Decor Posted on December 24, 2017

Two weeks ago the tennis court across the road was piled high with Christmas trees: nine hundred of them, firs, pines, spruces, a beauty parade as shoppers stood them up, measured them, appraised their symmetry and worked out how they would fit between the sofa and the television. Then they were pushed through something like a hospital scanner that encased them in netting. The big topic on the court was how soon the needles would fall off and how it relates to the setting of your central heating.
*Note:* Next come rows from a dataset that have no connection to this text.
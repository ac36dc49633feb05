//! CLI command definitions

use clap::{Parser, ValueEnum};
use std::path::PathBuf;
use taskforce_domain::OutputFormat;

/// Output format for a finished run
#[derive(Debug, Clone, Copy, PartialEq, Eq, ValueEnum)]
pub enum OutputFormatArg {
    /// Only the final answer
    Answer,
    /// Answer plus plan, transcript and diagnostics
    Full,
    /// JSON output
    Json,
}

impl From<OutputFormatArg> for OutputFormat {
    fn from(arg: OutputFormatArg) -> Self {
        match arg {
            OutputFormatArg::Answer => OutputFormat::Answer,
            OutputFormatArg::Full => OutputFormat::Full,
            OutputFormatArg::Json => OutputFormat::Json,
        }
    }
}

/// CLI arguments for taskforce
#[derive(Parser, Debug)]
#[command(name = "taskforce")]
#[command(author, version, about = "Ledger-driven multi-agent task coordinator")]
#[command(long_about = r#"
Taskforce hands a task to a small team of agents led by an orchestrator.

The orchestrator keeps two ledgers:
1. Task ledger: facts, educated guesses and a plan
2. Progress ledger: re-evaluated every turn to pick the next agent

After repeated stalls the orchestrator replans from what it has learned.

Configuration files are loaded from (in priority order):
1. --config <path>               Explicit config file
2. ./taskforce.toml              Project-level config
3. ~/.config/taskforce/config.toml   Global config

Example:
  taskforce "How many lines does /etc/hosts have?"
  taskforce --error-type timeout --query-num 2 --trial-num 1 "Plot sin(x) to sin.png"
  taskforce --hil --max-turns 10 "Clean up ./build"
"#)]
pub struct Cli {
    /// The task to solve
    pub task: Option<String>,

    /// Output format
    #[arg(short, long, value_enum)]
    pub output: Option<OutputFormatArg>,

    /// Verbosity level (-v = info, -vv = debug, -vvv = trace)
    #[arg(short, long, action = clap::ArgAction::Count)]
    pub verbose: u8,

    /// Suppress progress output
    #[arg(short, long)]
    pub quiet: bool,

    /// Path to configuration file
    #[arg(long, value_name = "PATH")]
    pub config: Option<PathBuf>,

    /// Disable loading of configuration files
    #[arg(long)]
    pub no_config: bool,

    /// Show configuration file locations and exit
    #[arg(long)]
    pub show_config: bool,

    /// Add a human proxy agent that asks you on the terminal
    #[arg(long)]
    pub hil: bool,

    /// Add the web navigator agent
    #[arg(long)]
    pub web_surfer: bool,

    /// Add the video inspector agent
    #[arg(long)]
    pub video_surfer: bool,

    /// Model name (overrides [model].name)
    #[arg(short, long, value_name = "MODEL")]
    pub model: Option<String>,

    /// Maximum number of agent dispatches
    #[arg(long, value_name = "N")]
    pub max_turns: Option<u32>,

    /// Consecutive stalls before replanning
    #[arg(long, value_name = "N")]
    pub max_stalls: Option<u32>,

    /// Input type recorded with every execution attempt
    #[arg(long, value_name = "TYPE")]
    pub input_type: Option<String>,

    /// Fault class to inject into code execution
    #[arg(long, value_name = "CLASS")]
    pub error_type: Option<String>,

    /// Execution attempt that receives the injected fault (default 1)
    #[arg(long, value_name = "N", allow_negative_numbers = true)]
    pub query_num: Option<i64>,

    /// Trial identifier recorded with every execution attempt
    #[arg(long, value_name = "N", allow_negative_numbers = true)]
    pub trial_num: Option<i64>,

    /// Write the run transcript as JSONL
    #[arg(long, value_name = "PATH")]
    pub conversation_log: Option<PathBuf>,

    /// Also write tracing output to this file
    #[arg(long, value_name = "PATH")]
    pub log_file: Option<PathBuf>,
}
We took an alternative course. Our tree goes in the front window. Once it’s there you can’t pull the curtains, but half the object is to look cheerful to passers-by. This time we promoted the little orange tree that lives on the veranda at the back of the house with its cousin, the Meyer’s lemon, to the front of house role. We supplemented its few tiny Calamondin oranges, dressed it with winking white stars and draped the window with more silvery lights. In all modesty I think it’s the prettiest tree in the street.
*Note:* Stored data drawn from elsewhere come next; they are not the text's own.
//! Human input port for the human proxy agent.
//!
//! # Architecture
//!
//! Following the Ports and Adapters pattern:
//! - **Port**: [`HumanInputPort`] - defined here in application layer
//! - **Adapter**: `StdinHumanInput` - implemented in presentation layer
//!
//! # Built-in Implementations
//!
//! - [`AutoReplyInput`] - Always answers with a fixed reply (non-interactive runs and tests)

use async_trait::async_trait;
use thiserror::Error;
use tokio_util::sync::CancellationToken;

/// Error type for human input operations.
///
/// These represent failures while collecting input, not answers the user gave.
#[derive(Error, Debug, Clone, PartialEq, Eq)]
pub enum HumanInputError {
    /// User cancelled the operation (e.g., via Ctrl+C).
    #[error("Operation cancelled")]
    Cancelled,
    /// Input/output error (e.g., terminal read failure).
    #[error("I/O error: {0}")]
    IoError(String),
    /// Input stream closed before an answer was given.
    #[error("input closed")]
    Closed,
}

/// Port for asking the human user a question.
#[async_trait]
pub trait HumanInputPort: Send + Sync {
    /// Show `prompt` to the user and wait for one answer.
    async fn request_input(
        &self,
        prompt: &str,
        cancellation: &CancellationToken,
    ) -> Result<String, HumanInputError>;
}

/// Non-interactive implementation that always returns the same reply.
pub struct AutoReplyInput {
    reply: String,
}

impl AutoReplyInput {
    pub fn new(reply: impl Into<String>) -> Self {
        Self {
            reply: reply.into(),
        }
    }
}

impl Default for AutoReplyInput {
    fn default() -> Self {
        Self::new("No human is available. Continue with your best judgment.")
    }
}

#[async_trait]
impl HumanInputPort for AutoReplyInput {
    async fn request_input(
        &self,
        _prompt: &str,
        cancellation: &CancellationToken,
    ) -> Result<String, HumanInputError> {
        if cancellation.is_cancelled() {
            return Err(HumanInputError::Cancelled);
        }
        Ok(self.reply.clone())
    }
}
But the wreaths. Every front door is bedecked. We could have a competition for the biggest, the greenest, the most original, the glitteriest, the most expensive…. The florists at Rassells Nursery opposite have been bending twigs and wiring in flowers and birds, balls and trinkets since November. The process started, they tell me, in summer when they make the wire frames and cover them with moss, to stand outside and await their big moment. There are hyacinths, primulas, narcissi and of course poinsettias filling the nursery with bright colour, but the hero of the mid-winter hour is the cyclamen, in every cyclamineous colour. The extremely-variegated ones are my favourites: white-bordered leaves of beguiling shapes and very white flowers: a tiny snowstorm in a pot.